One of its core values is its flexibility, which enables building all kinds of models, from a shooting brake to a compact and mid-size SUV. However, the 7X is the first Zeekr model in Europe – expected in summer, also in Belgium – to feature an 800-volt electrical architecture and ultra-fast charging, and that goes for the Smart #5 Brabus too.
Limited range and long charging times?
That brings us to that other inevitable argument against EVs by the hesitating general public: limited range and slow charging compared to a few-minute tank stop for an ICE car.
Like the Zeekr, this Smart has a 100 kWh (NMC) battery pack, allowing for a range of 540 km (WLTP) under the best circumstances. Enough? It depends on what you intend to do with it, but most sports cars must be refueled after 500 km.
One significant benefit of the 800-volt architecture is that charging can be done faster. In a live demo in Portugal, Smart showed that 10 to 80% charging can be done in under 18 minutes if the public DC charging infrastructure allows.
That might still take longer than filling up with gasoline, but technology is moving fast.
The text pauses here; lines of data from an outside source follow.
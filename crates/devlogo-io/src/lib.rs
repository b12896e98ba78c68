//! # devlogo-io
//!
//! PNG input and output for devlogo.
//!
//! Every PNG is decoded to an 8-bit RGBA [`RgbaImage`] regardless of its
//! color type or bit depth, and every output is written as 8-bit RGBA.
//!
//! # Example
//!
//! ```rust,ignore
//! let logo = devlogo_io::read("logo.png")?;
//! devlogo_io::write("logo-dev.png", &logo)?;
//! ```

#![warn(missing_docs)]
#![warn(rustdoc::missing_crate_level_docs)]

mod error;
pub mod png;

pub use devlogo_core::RgbaImage;
pub use error::{IoError, IoResult};
pub use self::png::{decode, encode, read, write};
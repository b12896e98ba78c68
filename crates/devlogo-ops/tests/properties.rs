use devlogo_color::Hsv;
use devlogo_core::RgbaImage;
use devlogo_ops::{is_selected, recolor, recolor_sequential, recolor_with_stats};

/// Sweeps the RGB cube coarsely with a few alpha levels.
fn swatch() -> RgbaImage {
    let levels = [0u8, 13, 64, 128, 200, 255];
    let alphas = [0u8, 1, 128, 255];
    let n = levels.len() as u32;
    RgbaImage::from_fn(n * n, n * alphas.len() as u32, |x, y| {
        let r = levels[(x / n) as usize];
        let g = levels[(x % n) as usize];
        let b = levels[(y % n) as usize];
        let a = alphas[(y / n) as usize];
        [r, g, b, a]
    })
}

#[test]
fn shape_is_preserved() {
    for (w, h) in [(0, 0), (1, 1), (5, 3), (0, 4), (130, 7)] {
        let img = RgbaImage::filled(w, h, [0, 128, 255, 255]);
        assert_eq!(recolor(&img).dimensions(), (w, h));
    }
}

#[test]
fn alpha_is_untouched() {
    let src = swatch();
    let out = recolor(&src);
    for (a, b) in src.pixels().zip(out.pixels()) {
        assert_eq!(a[3], b[3]);
    }
}

#[test]
fn excluded_pixels_pass_through_within_one() {
    let src = swatch();
    let out = recolor(&src);
    let mut checked = 0;
    for (a, b) in src.pixels().zip(out.pixels()) {
        let hsv = Hsv::from_rgb8([a[0], a[1], a[2]]);
        if is_selected(hsv, a[3]) {
            continue;
        }
        checked += 1;
        for c in 0..3 {
            assert!(
                (a[c] as i16 - b[c] as i16).abs() <= 1,
                "{:?} became {:?}",
                a,
                b
            );
        }
    }
    assert!(checked > 0);
}

#[test]
fn selected_pixels_end_up_warm() {
    let src = swatch();
    let out = recolor(&src);
    let mut checked = 0;
    for (a, b) in src.pixels().zip(out.pixels()) {
        if !is_selected(Hsv::from_rgb8([a[0], a[1], a[2]]), a[3]) {
            continue;
        }
        checked += 1;
        let hsv = Hsv::from_rgb8([b[0], b[1], b[2]]);
        // Allow for quantization drift at the band edges.
        assert!(
            hsv.h >= 340.0 || hsv.h <= 20.0,
            "{:?} became {:?} (hue {})",
            a,
            b,
            hsv.h
        );
    }
    assert!(checked > 0);
}

#[test]
fn black_and_white_are_exact() {
    let img = RgbaImage::from_fn(2, 1, |x, _| {
        if x == 0 {
            [0, 0, 0, 255]
        } else {
            [255, 255, 255, 255]
        }
    });
    let out = recolor(&img);
    assert_eq!(out.pixel(0, 0), [0, 0, 0, 255]);
    assert_eq!(out.pixel(1, 0), [255, 255, 255, 255]);
}

#[test]
fn reference_colors() {
    let img = RgbaImage::from_fn(2, 1, |x, _| {
        if x == 0 {
            [0, 255, 255, 255]
        } else {
            [0, 0, 255, 255]
        }
    });
    let out = recolor(&img);
    assert_eq!(out.pixel(0, 0), [255, 0, 9, 255]);
    assert_eq!(out.pixel(1, 0), [255, 45, 0, 255]);
}

#[test]
fn repeated_runs_are_identical() {
    let src = swatch();
    let first = recolor(&src);
    let second = recolor(&src);
    assert_eq!(first, second);
    assert_eq!(first, recolor_sequential(&src));
}

#[test]
fn stats_agree_with_mask() {
    let src = swatch();
    let expected = src
        .pixels()
        .filter(|p| is_selected(Hsv::from_rgb8([p[0], p[1], p[2]]), p[3]))
        .count();
    let (_, stats) = recolor_with_stats(&src);
    assert_eq!(stats.total, src.pixel_count());
    assert_eq!(stats.recolored, expected);
}
use devlogo_core::RgbaImage;
use std::path::Path;
use std::process::{Command, Output};

fn devlogo(dir: &Path, args: &[&str]) -> Output {
    Command::new(env!("CARGO_BIN_EXE_devlogo"))
        .current_dir(dir)
        .env_remove("RUST_LOG")
        .args(args)
        .output()
        .expect("spawn devlogo")
}

/// Blue fill with a white and a transparent pixel.
fn sample_logo() -> RgbaImage {
    RgbaImage::from_fn(3, 2, |x, y| match (x, y) {
        (0, 0) => [255, 255, 255, 255],
        (1, 0) => [0, 0, 255, 0],
        _ => [0, 0, 255, 255],
    })
}

#[test]
fn explicit_paths() {
    let dir = tempfile::tempdir().expect("tempdir");
    devlogo_io::write(dir.path().join("in.png"), &sample_logo()).expect("write input");

    let out = devlogo(dir.path(), &["in.png", "out.png"]);
    assert!(out.status.success(), "{}", String::from_utf8_lossy(&out.stderr));
    let stdout = String::from_utf8_lossy(&out.stdout);
    assert!(stdout.contains("Generated out.png"), "{stdout}");

    let result = devlogo_io::read(dir.path().join("out.png")).expect("read output");
    assert_eq!(result.dimensions(), (3, 2));
    assert_eq!(result.pixel(0, 0), [255, 255, 255, 255]);
    assert_eq!(result.pixel(1, 0), [0, 0, 255, 0]);
    assert_eq!(result.pixel(2, 1), [255, 45, 0, 255]);
}

#[test]
fn default_paths() {
    let dir = tempfile::tempdir().expect("tempdir");
    devlogo_io::write(dir.path().join("logo.png"), &sample_logo()).expect("write input");

    let out = devlogo(dir.path(), &[]);
    assert!(out.status.success(), "{}", String::from_utf8_lossy(&out.stderr));
    assert!(String::from_utf8_lossy(&out.stdout).contains("logo-dev.png"));
    assert!(dir.path().join("logo-dev.png").exists());
}

#[test]
fn single_thread_matches_default() {
    let dir = tempfile::tempdir().expect("tempdir");
    let src = RgbaImage::from_fn(64, 64, |x, y| [(x * 4) as u8, (y * 4) as u8, 255, 255]);
    devlogo_io::write(dir.path().join("logo.png"), &src).expect("write input");

    assert!(devlogo(dir.path(), &["logo.png", "a.png"]).status.success());
    assert!(devlogo(dir.path(), &["-j", "1", "logo.png", "b.png"]).status.success());

    let a = devlogo_io::read(dir.path().join("a.png")).expect("read a");
    let b = devlogo_io::read(dir.path().join("b.png")).expect("read b");
    assert_eq!(a, b);
}

#[test]
fn missing_source_fails() {
    let dir = tempfile::tempdir().expect("tempdir");
    let out = devlogo(dir.path(), &["absent.png"]);
    assert!(!out.status.success());
    let stderr = String::from_utf8_lossy(&out.stderr);
    assert!(stderr.contains("Failed to load: absent.png"), "{stderr}");
    assert!(!dir.path().join("logo-dev.png").exists());
}

#[test]
fn unwritable_destination_fails() {
    let dir = tempfile::tempdir().expect("tempdir");
    devlogo_io::write(dir.path().join("logo.png"), &sample_logo()).expect("write input");
    let out = devlogo(dir.path(), &["logo.png", "no/such/dir/out.png"]);
    assert!(!out.status.success());
    assert!(String::from_utf8_lossy(&out.stderr).contains("Failed to save"));
}
//! Hue-selective recolor.
//!
//! Each pixel is handled on its own:
//!
//! 1. RGB is converted to HSV.
//! 2. The pixel is *selected* when its hue lies in [`SOURCE_BAND`]
//!    (inclusive), saturation is above [`MIN_SATURATION`], value is above
//!    [`MIN_VALUE`] and alpha is non-zero.
//! 3. Selected pixels have their hue remapped linearly onto [`TARGET_BAND`]
//!    and their saturation multiplied by [`SATURATION_BOOST`], clamped to 1.
//! 4. HSV is converted back to RGB and quantized. Alpha is copied verbatim.
//!
//! The thresholds keep whites (low saturation), dark details (low value)
//! and transparent pixels out of the edit.

use devlogo_color::{Hsv, hsv_to_rgb, normalize, quantize, rgb_to_hsv};
use devlogo_core::{CHANNELS, RgbaImage};
use tracing::{debug, trace};

use crate::HueBand;

/// Hues eligible for recoloring: cyan through blue.
pub const SOURCE_BAND: HueBand = HueBand::new(120.0, 260.0);

/// Hues the source band is mapped onto: red, wrapping through 0°.
pub const TARGET_BAND: HueBand = HueBand::new(345.0, 15.0);

/// Saturation must be strictly above this to be selected.
pub const MIN_SATURATION: f64 = 0.08;

/// Value must be strictly above this to be selected.
pub const MIN_VALUE: f64 = 0.05;

/// Saturation multiplier for selected pixels.
pub const SATURATION_BOOST: f64 = 1.15;

/// Summary of a recolor pass.
#[derive(Debug, Clone, Copy, PartialEq, Eq, Default)]
pub struct RecolorStats {
    /// Pixels visited.
    pub total: usize,
    /// Pixels that passed the selection mask.
    pub recolored: usize,
}

impl RecolorStats {
    /// Fraction of pixels recolored, `0.0` for an empty image.
    pub fn ratio(&self) -> f64 {
        if self.total == 0 {
            0.0
        } else {
            self.recolored as f64 / self.total as f64
        }
    }
}

/// Selection mask for one pixel.
#[inline]
pub fn is_selected(hsv: Hsv, alpha: u8) -> bool {
    SOURCE_BAND.contains(hsv.h) && hsv.s > MIN_SATURATION && hsv.v > MIN_VALUE && alpha > 0
}

/// Applies the hue remap and saturation boost to a selected sample.
///
/// Value is left untouched.
#[inline]
pub fn recolor_hsv(hsv: Hsv) -> Hsv {
    Hsv {
        h: SOURCE_BAND.remap(hsv.h, TARGET_BAND),
        s: (hsv.s * SATURATION_BOOST).clamp(0.0, 1.0),
        v: hsv.v,
    }
}

/// Runs one pixel through the transform, returning the new pixel and
/// whether it was selected.
#[inline]
pub(crate) fn apply(px: [u8; CHANNELS]) -> ([u8; CHANNELS], bool) {
    let [r, g, b, a] = px;
    let hsv = rgb_to_hsv([normalize(r), normalize(g), normalize(b)]);
    let selected = is_selected(hsv, a);
    let hsv = if selected { recolor_hsv(hsv) } else { hsv };
    let [ro, go, bo] = hsv_to_rgb(hsv);
    ([quantize(ro), quantize(go), quantize(bo), a], selected)
}

/// Transforms a single RGBA pixel.
///
/// ```rust
/// use devlogo_ops::recolor_pixel;
///
/// // Pure cyan lands just short of red.
/// assert_eq!(recolor_pixel([0, 255, 255, 255]), [255, 0, 9, 255]);
/// // White and black are left alone.
/// assert_eq!(recolor_pixel([255, 255, 255, 255]), [255, 255, 255, 255]);
/// assert_eq!(recolor_pixel([0, 0, 0, 255]), [0, 0, 0, 255]);
/// ```
#[inline]
pub fn recolor_pixel(px: [u8; CHANNELS]) -> [u8; CHANNELS] {
    apply(px).0
}

/// Transforms an interleaved RGBA8 buffer in place on the current thread.
pub(crate) fn recolor_slice(data: &mut [u8]) -> usize {
    let mut recolored = 0;
    for chunk in data.chunks_exact_mut(CHANNELS) {
        let (out, selected) = apply([chunk[0], chunk[1], chunk[2], chunk[3]]);
        chunk.copy_from_slice(&out);
        recolored += selected as usize;
    }
    recolored
}

/// Transforms `image` in place and reports how many pixels were recolored.
///
/// Uses the rayon pass when the `parallel` feature is enabled. The result
/// is identical to [`recolor_sequential`].
pub fn recolor_in_place(image: &mut RgbaImage) -> RecolorStats {
    let (width, height) = image.dimensions();
    debug!(width, height, "Recoloring image");

    #[cfg(feature = "parallel")]
    let recolored = crate::parallel::recolor_slice_par(image.as_raw_mut());
    #[cfg(not(feature = "parallel"))]
    let recolored = recolor_slice(image.as_raw_mut());

    let stats = RecolorStats {
        total: image.pixel_count(),
        recolored,
    };
    trace!(total = stats.total, recolored = stats.recolored, "recolor done");
    stats
}

/// Returns a recolored copy of `image` together with pass statistics.
pub fn recolor_with_stats(image: &RgbaImage) -> (RgbaImage, RecolorStats) {
    let mut out = image.clone();
    let stats = recolor_in_place(&mut out);
    (out, stats)
}

/// Returns a recolored copy of `image`.
///
/// Output has the same dimensions and alpha as the input.
pub fn recolor(image: &RgbaImage) -> RgbaImage {
    recolor_with_stats(image).0
}

/// Single-threaded variant of [`recolor`].
pub fn recolor_sequential(image: &RgbaImage) -> RgbaImage {
    let mut out = image.clone();
    recolor_slice(out.as_raw_mut());
    out
}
The Zeekr 7DX, for instance, is said to be ready to deliver 10 to 80% charging in 10.5 minutes at 480 kW DC as soon as public charging infrastructure allows.
Powering your complete house
And what ICE cars generally can’t do at all is power your power tools and household appliances on a camping trip at 230 volts or backup your whole house electricity system for days, in case of a major power blackout. Can’t happen here in Europe? Ask the Spanish and the Portuguese.
The Smart #5 isn’t capable of Vehicle-to-Home (V2H) yet or delivering extra power back to the grid (V2G). Still, it has all the hardware needed when it becomes commercially available in Europe.
So finally, what’s the baseline? Being a cool lover of the concept of a bulky SUV myself, I have to admit being impressed with how much (sports) car you can get for that money.
If you want the same level in an ICE sporty SUV, you might want to consider a BMW X2 M35i xDrive (€65,000) or a similar model.
For that money, you’ll have a 2.0-liter BMW TwinPower Turbo inline, 296 hp, 400 Nm of torque, xDrive all-wheel drive, a 7-speed dual-clutch automatic, and 0–100 km/hour acceleration in 5.4 seconds.
The Smart #5 Brabus officially debuts on May 27th in Belgium. Let’s be honest, there is no doubt that the future is electric.